There is no Catholic Social Ethics in the Church that we can declare immutable and eternal. Throughout its twenty centuries of existence, the Church has responded to the social demands of the Gospel in the different situations it has had to face. It has done its best, criticizing excesses or abuses that it considered unacceptable and proposing—sometimes even by example—ways of life that could embody what the Letter to Diognetus calls “an admirable and undoubtedly paradoxical way of life.” And yet, even though there is no immutable and eternal Catholic Social Ethics, we can speak of some essential elements of Catholic Social Ethics. One of them that must be remembered and vindicated in these turbulent times is that the other and the others cannot be seen first and foremost as adversaries and enemies. The default position in Catholic Social Ethics with regard to the others cannot be to consider them an enemy and adversary, but rather to consider them part of me, part of who I am and my call to a full life.

In 1947, when the world was beginning to leave behind the scourge of war that the same generation had experienced twice, Jacques Maritain published The Person and the Common Good. In it, he asks whether the person is simply an individual within a group and nothing more. His reflection sought to offer solid theoretical foundations for understanding the relationship between the individual and society that would prevent the atrocities of totalitarianism (whether of a communist of fascist type), but also to prevent the dissolution of society into an individualism that left each human being isolated and defenseless. To do this, Maritain drew on the social theory of St. Thomas, who in turn drew from Aristotle.

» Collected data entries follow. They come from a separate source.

//! In-memory holder for the signed-in user's preferences.
//!
//! The store never talks to the network itself. Every [`PreferenceStore::set`]
//! hands a [`SaveRequest`] to a [`PreferenceSink`], which is expected to
//! persist it in the background and return immediately.

use crate::types::{Email, Preferences};

/// A versioned request to persist a user's preferences.
#[derive(Debug, Clone, PartialEq)]
pub struct SaveRequest {
    /// Whose preferences these are.
    pub email: Email,
    /// Strictly increasing per store; later sets carry larger versions.
    pub version: u64,
    /// The full preference document to store.
    pub preferences: Preferences,
}

/// Destination for preference saves.
///
/// `dispatch` must not block: the editing flow treats persistence as
/// fire-and-forget and learns about failures some other way.
pub trait PreferenceSink {
    fn dispatch(&self, request: SaveRequest);
}

impl<T: PreferenceSink + ?Sized> PreferenceSink for &T {
    fn dispatch(&self, request: SaveRequest) {
        (**self).dispatch(request);
    }
}

impl<T: PreferenceSink + ?Sized> PreferenceSink for std::sync::Arc<T> {
    fn dispatch(&self, request: SaveRequest) {
        (**self).dispatch(request);
    }
}

/// Current preferences of one user for one session.
#[derive(Debug)]
pub struct PreferenceStore<S> {
    owner: Email,
    current: Option<Preferences>,
    version: u64,
    sink: S,
}

impl<S: PreferenceSink> PreferenceStore<S> {
    /// An empty store for `owner`; [`get`](Self::get) is `None` until loaded.
    pub const fn new(owner: Email, sink: S) -> Self {
        Self {
            owner,
            current: None,
            version: 0,
            sink,
        }
    }

    #[must_use]
    pub const fn owner(&self) -> &Email {
        &self.owner
    }

    /// Current preferences, or `None` while still loading.
    #[must_use]
    pub const fn get(&self) -> Option<&Preferences> {
        self.current.as_ref()
    }

    #[must_use]
    pub const fn is_loaded(&self) -> bool {
        self.current.is_some()
    }

    /// Install preferences fetched from the backend. Nothing is persisted.
    pub fn load(&mut self, preferences: Preferences) {
        self.current = Some(preferences);
    }

    /// Replace the preferences wholesale and dispatch a save.
    ///
    /// Returns the version stamped on the save request.
    pub fn set(&mut self, preferences: Preferences) -> u64 {
        self.version += 1;
        self.current = Some(preferences.clone());
        self.sink.dispatch(SaveRequest {
            email: self.owner.clone(),
            version: self.version,
            preferences,
        });
        self.version
    }

    /// Version of the most recent [`set`](Self::set), 0 if none yet.
    #[must_use]
    pub const fn version(&self) -> u64 {
        self.version
    }

    pub const fn sink(&self) -> &S {
        &self.sink
    }

    /// Tear the store down, handing back its sink.
    pub fn into_sink(self) -> S {
        self.sink
    }
}


#[cfg(test)]
#[allow(clippy::unwrap_used, clippy::indexing_slicing)]
mod tests {
    use super::testing::RecordingSink;
    use super::*;
    use crate::types::{CardNutrients, NutrientSelection};

    fn owner() -> Email {
        Email::parse("cook@example.com").unwrap()
    }

    #[test]
    fn test_get_is_none_until_loaded() {
        let sink = RecordingSink::default();
        let mut store = PreferenceStore::new(owner(), &sink);
        assert!(store.get().is_none());

        store.load(Preferences::default());
        assert!(store.is_loaded());
        assert!(sink.0.borrow().is_empty());
        assert_eq!(store.version(), 0);
    }

    #[test]
    fn test_set_dispatches_increasing_versions() {
        let sink = RecordingSink::default();
        let mut store = PreferenceStore::new(owner(), &sink);
        let first = Preferences::new(
            CardNutrients::new(vec![NutrientSelection::new("kcal", "Calories")]).unwrap(),
        );
        let second = Preferences::default();

        assert_eq!(store.set(first.clone()), 1);
        assert_eq!(store.set(second.clone()), 2);
        assert_eq!(store.get(), Some(&second));

        let sent = sink.0.borrow();
        assert_eq!(sent.len(), 2);
        assert_eq!(sent[0].version, 1);
        assert_eq!(sent[0].preferences, first);
        assert_eq!(sent[1].email, owner());
    }
}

Maritain presented very well the tension that, from the point of view of Catholic Social Ethics, exists and must always exist between the person and society. The ultimate good to which each person tends – God— transcends society, but at the same time, the person needs society and others in order to exist, flourish and reach its final end. Our need of other, of society – as Maritain says- stems from poverty (material need) and abundance (spiritual capacity for self-giving). Because of poverty, we need society to provide us with the material goods necessary for our lives: food, clothing, housing, but also non-material goods such as education and medical care, without which we cannot live. We really need others; without them and in front of them, we are destitute.

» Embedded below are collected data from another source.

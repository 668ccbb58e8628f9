//! Card nutrient preference commands.
//!
//! One-shot commands open a session, apply a single change and wait for it
//! to be stored. `edit` keeps the session open and reads commands from
//! stdin, so replacements can be undone.

use nutribase_client::{Session, SyncStatus};
use nutribase_core::NutrientSelection;
use tokio::io::{AsyncBufReadExt, BufReader};

use super::{CommandError, Context};

const EDIT_HELP: &str = "commands: show | select <nutrient> | candidates | replace <name> [label] | cancel | reset | undo | status | quit";

/// Show the acting user's card nutrients.
pub async fn show(ctx: &Context) -> Result<(), CommandError> {
    let session = ctx.session().await?;
    log_cards(&session);
    session.close().await;
    Ok(())
}

/// List nutrients that could replace `target`.
pub async fn candidates(ctx: &Context, target: &str) -> Result<(), CommandError> {
    let mut session = ctx.session().await?;
    let candidates = session.select(target)?;
    log_candidates(target, &candidates);
    session.close().await;
    Ok(())
}

/// Replace `target` with `name`, using `label` or the catalog's label.
pub async fn replace(
    ctx: &Context,
    target: &str,
    name: &str,
    label: Option<&str>,
) -> Result<(), CommandError> {
    let mut session = ctx.session().await?;
    session.select(target)?;
    match label {
        Some(label) => session.replace(NutrientSelection::new(name, label))?,
        None => session.replace_with(name)?,
    };
    log_cards(&session);
    finish(session).await
}

/// Restore the default card nutrients.
pub async fn reset(ctx: &Context) -> Result<(), CommandError> {
    let mut session = ctx.session().await?;
    session.reset()?;
    log_cards(&session);
    finish(session).await
}

/// Interactive editor over stdin.
pub async fn edit(ctx: &Context) -> Result<(), CommandError> {
    let mut session = ctx.session().await?;
    tracing::info!("Editing cards for {}", session.user().email);
    log_cards(&session);
    tracing::info!("{EDIT_HELP}");

    let mut lines = BufReader::new(tokio::io::stdin()).lines();
    while let Some(line) = lines.next_line().await? {
        let command = match parse_edit_command(&line) {
            Ok(Some(command)) => command,
            Ok(None) => continue,
            Err(message) => {
                tracing::warn!("{message}");
                continue;
            }
        };
        if command == EditCommand::Quit {
            break;
        }
        apply(&mut session, command).await;
    }

    finish(session).await
}

/// A line of input to the interactive editor.
#[derive(Debug, Clone, PartialEq, Eq)]
enum EditCommand {
    Show,
    Select(String),
    Candidates,
    Replace { name: String, label: Option<String> },
    Cancel,
    Reset,
    Undo,
    Status,
    Help,
    Quit,
}

/// Parse one input line; blank lines yield `None`.
fn parse_edit_command(line: &str) -> Result<Option<EditCommand>, String> {
    let mut words = line.split_whitespace();
    let Some(verb) = words.next() else {
        return Ok(None);
    };
    let rest: Vec<&str> = words.collect();

    let command = match (verb.to_ascii_lowercase().as_str(), rest.as_slice()) {
        ("show" | "ls", []) => EditCommand::Show,
        ("select" | "sel", [name]) => EditCommand::Select((*name).to_owned()),
        ("candidates" | "cand", []) => EditCommand::Candidates,
        ("replace" | "rep", [name]) => EditCommand::Replace {
            name: (*name).to_owned(),
            label: None,
        },
        ("replace" | "rep", [name, label @ ..]) => EditCommand::Replace {
            name: (*name).to_owned(),
            label: Some(label.join(" ")),
        },
        ("cancel", []) => EditCommand::Cancel,
        ("reset", []) => EditCommand::Reset,
        ("undo", []) => EditCommand::Undo,
        ("status", []) => EditCommand::Status,
        ("help" | "?", []) => EditCommand::Help,
        ("quit" | "exit" | "q", []) => EditCommand::Quit,
        _ => return Err(format!("Cannot parse '{}'; {EDIT_HELP}", line.trim())),
    };
    Ok(Some(command))
}

async fn apply(session: &mut Session, command: EditCommand) {
    let result = match command {
        EditCommand::Show => {
            log_cards(session);
            Ok(())
        }
        EditCommand::Select(name) => session.select(&name).map(|candidates| {
            log_candidates(&name, &candidates);
        }),
        EditCommand::Candidates => session.candidates().map(|candidates| {
            let target = session.editor().target().unwrap_or_default().to_owned();
            log_candidates(&target, &candidates);
        }),
        EditCommand::Replace { name, label } => {
            let result = match label {
                Some(label) => session.replace(NutrientSelection::new(name, label)),
                None => session.replace_with(&name),
            };
            result.map(|_| log_cards(session))
        }
        EditCommand::Cancel => {
            session.cancel();
            Ok(())
        }
        EditCommand::Reset => session.reset().map(|_| log_cards(session)),
        EditCommand::Undo => session.undo().map(|_| log_cards(session)),
        EditCommand::Status => {
            log_status(&session.sync_status());
            if session.sync_status().is_failed()
                && let Err(e) = session.reconcile().await
            {
                tracing::error!("Reload failed: {e}");
            }
            Ok(())
        }
        EditCommand::Help => {
            tracing::info!("{EDIT_HELP}");
            Ok(())
        }
        EditCommand::Quit => Ok(()),
    };
    if let Err(e) = result {
        tracing::warn!("{e}");
    }
}

/// Wait for outstanding saves and report whether they landed.
async fn finish(session: Session) -> Result<(), CommandError> {
    match session.close().await {
        SyncStatus::Failed { message, .. } => Err(CommandError::SaveFailed(message)),
        status => {
            log_status(&status);
            Ok(())
        }
    }
}

fn log_cards(session: &Session) {
    let Some(preferences) = session.preferences() else {
        tracing::info!("Loading user data...");
        return;
    };
    for (i, nutrient) in preferences.card_nutrients.iter().enumerate() {
        tracing::info!("{:>2}. {nutrient}", i + 1);
    }
    let mut actions = Vec::new();
    if session.can_undo() {
        actions.push("undo");
    }
    if session.can_reset() {
        actions.push("reset");
    }
    if !actions.is_empty() {
        tracing::info!("available: {}", actions.join(", "));
    }
}

fn log_candidates(target: &str, candidates: &[NutrientSelection]) {
    tracing::info!("Replace {target} with:");
    for candidate in candidates {
        tracing::info!("  {candidate}");
    }
}

fn log_status(status: &SyncStatus) {
    match status {
        SyncStatus::Idle => tracing::info!("No changes saved"),
        SyncStatus::Pending { version } => tracing::info!("Saving change #{version}..."),
        SyncStatus::Synced { version, at } => {
            tracing::info!("Change #{version} saved at {}", at.format("%H:%M:%S"));
        }
        SyncStatus::Failed { version, message } => {
            tracing::error!("Change #{version} was not saved: {message}; reloading stored cards");
        }
    }
}
//! Bounded undo history for card edits.

use std::collections::VecDeque;

use crate::types::CardNutrients;

/// Default number of snapshots kept per session.
pub const DEFAULT_UNDO_DEPTH: usize = 50;

/// Stack of previously committed card nutrient lists, most recent last.
///
/// Lives only as long as the editing session that owns it. When full, the
/// oldest snapshot is evicted to make room.
#[derive(Debug, Clone, PartialEq, Eq)]
pub struct UndoHistory {
    entries: VecDeque<CardNutrients>,
    capacity: usize,
}

impl UndoHistory {
    /// An empty history keeping at most `capacity` snapshots (at least one).
    #[must_use]
    pub fn new(capacity: usize) -> Self {
        let capacity = capacity.max(1);
        Self {
            entries: VecDeque::with_capacity(capacity.min(DEFAULT_UNDO_DEPTH)),
            capacity,
        }
    }

    /// Record a snapshot, evicting the oldest one if the history is full.
    pub fn push(&mut self, snapshot: CardNutrients) {
        if self.entries.len() == self.capacity {
            self.entries.pop_front();
        }
        self.entries.push_back(snapshot);
    }

    /// Remove and return the most recent snapshot.
    pub fn pop(&mut self) -> Option<CardNutrients> {
        self.entries.pop_back()
    }

    /// Whether there is anything to undo.
    #[must_use]
    pub fn can_undo(&self) -> bool {
        !self.entries.is_empty()
    }

    #[must_use]
    pub fn len(&self) -> usize {
        self.entries.len()
    }

    #[must_use]
    pub fn is_empty(&self) -> bool {
        self.entries.is_empty()
    }

    #[must_use]
    pub const fn capacity(&self) -> usize {
        self.capacity
    }

    pub fn clear(&mut self) {
        self.entries.clear();
    }

    /// Snapshots from oldest to most recent.
    pub fn iter(&self) -> impl Iterator<Item = &CardNutrients> {
        self.entries.iter()
    }
}

impl Default for UndoHistory {
    fn default() -> Self {
        Self::new(DEFAULT_UNDO_DEPTH)
    }
}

We also need others, society –according to Maritain— by reason of abundance, in order to flourish as persons, to attain that perfection to which we are called: communication, knowledge, love are human dynamisms that we cannot realize on our own and that demonstrate our need for others and society.

This way of articulating the relationship between the person and society allows us to better understand the idea of the common good, which is not an easy idea. The common good is “the sum total of social conditions which enable associations and each of their members to achieve their perfection more fully and more easily” (Gaudium et Spes 26). This set of conditions of social life is what allows individuals and associations to flourish. Although the ultimate good is communion with God, to which each person is called, society, the other, and the others are part of the common good that allows us to flourish and develop as whole persons.

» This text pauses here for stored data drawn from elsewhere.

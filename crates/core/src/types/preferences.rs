//! Per-user card preferences.

use serde::{Deserialize, Serialize};

use super::nutrient::NutrientSelection;
use crate::defaults::default_card_nutrients;

/// Errors raised when building or editing a card nutrient list.
#[derive(thiserror::Error, Debug, Clone, PartialEq, Eq)]
pub enum PreferenceError {
    /// The same nutrient name appears twice.
    #[error("nutrient '{0}' is already on the card")]
    DuplicateNutrient(String),
    /// The named nutrient is not on the card.
    #[error("nutrient '{0}' is not on the card")]
    UnknownNutrient(String),
}

/// The ordered nutrient list displayed on food cards.
///
/// Order is display order. Names are unique within the list; the
/// constructors enforce it.
#[derive(Debug, Clone, PartialEq, Eq, Hash, Serialize, Deserialize)]
#[serde(try_from = "Vec<NutrientSelection>", into = "Vec<NutrientSelection>")]
pub struct CardNutrients(Vec<NutrientSelection>);

impl CardNutrients {
    /// Build a list, rejecting repeated names.
    ///
    /// # Errors
    ///
    /// Returns [`PreferenceError::DuplicateNutrient`] naming the first repeat.
    pub fn new(selections: Vec<NutrientSelection>) -> Result<Self, PreferenceError> {
        for (i, selection) in selections.iter().enumerate() {
            if selections
                .iter()
                .take(i)
                .any(|earlier| earlier.same_nutrient(selection))
            {
                return Err(PreferenceError::DuplicateNutrient(selection.name.clone()));
            }
        }
        Ok(Self(selections))
    }

    /// Build a list keeping only the first occurrence of each name.
    #[must_use]
    pub fn dedup(selections: Vec<NutrientSelection>) -> Self {
        let mut kept: Vec<NutrientSelection> = Vec::with_capacity(selections.len());
        for selection in selections {
            if !kept.iter().any(|k| k.same_nutrient(&selection)) {
                kept.push(selection);
            }
        }
        Self(kept)
    }

    /// The selections in display order.
    #[must_use]
    pub fn as_slice(&self) -> &[NutrientSelection] {
        &self.0
    }

    /// Iterate selections in display order.
    pub fn iter(&self) -> std::slice::Iter<'_, NutrientSelection> {
        self.0.iter()
    }

    #[must_use]
    pub fn len(&self) -> usize {
        self.0.len()
    }

    #[must_use]
    pub fn is_empty(&self) -> bool {
        self.0.is_empty()
    }

    /// Index of the nutrient with this name.
    #[must_use]
    pub fn position(&self, name: &str) -> Option<usize> {
        self.0.iter().position(|s| s.name == name)
    }

    #[must_use]
    pub fn contains(&self, name: &str) -> bool {
        self.position(name).is_some()
    }

    /// Return a copy with the entry named `target` swapped for `replacement`
    /// at the same position.
    ///
    /// Replacing a nutrient with itself (for instance to refresh its label)
    /// is allowed.
    ///
    /// # Errors
    ///
    /// - [`PreferenceError::UnknownNutrient`] if `target` is not on the card
    /// - [`PreferenceError::DuplicateNutrient`] if `replacement` is already
    ///   shown at another position
    pub fn replace(
        &self,
        target: &str,
        replacement: NutrientSelection,
    ) -> Result<Self, PreferenceError> {
        let index = self
            .position(target)
            .ok_or_else(|| PreferenceError::UnknownNutrient(target.to_owned()))?;
        if let Some(existing) = self.position(&replacement.name)
            && existing != index
        {
            return Err(PreferenceError::DuplicateNutrient(replacement.name));
        }

        let mut next = self.0.clone();
        if let Some(slot) = next.get_mut(index) {
            *slot = replacement;
        }
        Ok(Self(next))
    }
}

impl Default for CardNutrients {
    fn default() -> Self {
        default_card_nutrients()
    }
}

impl TryFrom<Vec<NutrientSelection>> for CardNutrients {
    type Error = PreferenceError;

    fn try_from(value: Vec<NutrientSelection>) -> Result<Self, Self::Error> {
        Self::new(value)
    }
}

impl From<CardNutrients> for Vec<NutrientSelection> {
    fn from(cards: CardNutrients) -> Self {
        cards.0
    }
}

impl<'a> IntoIterator for &'a CardNutrients {
    type Item = &'a NutrientSelection;
    type IntoIter = std::slice::Iter<'a, NutrientSelection>;

    fn into_iter(self) -> Self::IntoIter {
        self.iter()
    }
}

/// A user's stored preferences.
///
/// Only the card nutrients are interpreted here. Any other fields the
/// backend keeps on the preference document are carried in `extra` and
/// written back untouched on save.
#[derive(Debug, Clone, PartialEq, Default, Serialize, Deserialize)]
pub struct Preferences {
    /// Nutrients shown on food cards, in display order.
    #[serde(rename = "cardNutrients", default)]
    pub card_nutrients: CardNutrients,
    /// Fields owned by other parts of the application.
    #[serde(flatten)]
    pub extra: serde_json::Map<String, serde_json::Value>,
}

impl Preferences {
    /// Preferences holding only the given card nutrients.
    #[must_use]
    pub fn new(card_nutrients: CardNutrients) -> Self {
        Self {
            card_nutrients,
            extra: serde_json::Map::new(),
        }
    }

    /// Copy of these preferences with the card nutrients replaced.
    #[must_use]
    pub fn with_card_nutrients(&self, card_nutrients: CardNutrients) -> Self {
        Self {
            card_nutrients,
            extra: self.extra.clone(),
        }
    }

    /// Whether the card shows exactly the default nutrients, labels included.
    #[must_use]
    pub fn has_default_cards(&self) -> bool {
        self.card_nutrients == default_card_nutrients()
    }
}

This is a profound truth of Christian anthropology and Catholic Social Theory that Catholic Social Ethics must remember—theoretically and practically— in these turbulent times if we want to overcome growing polarization. Neither I nor my small group can live fully by reason of poverty or abundance without others, without society. Undoubtedly, conflicts will arise in this context, and we will have to find ways to resolve them or live with them, but without forgetting that, as Pope Francis teaches, unity prevails over conflict (Evangelii Gaudium 226-230). We can never forget that the other and the others are part of the society that constitutes us and that grounds our existence and the possibility of a full existence to which our hearts aspire.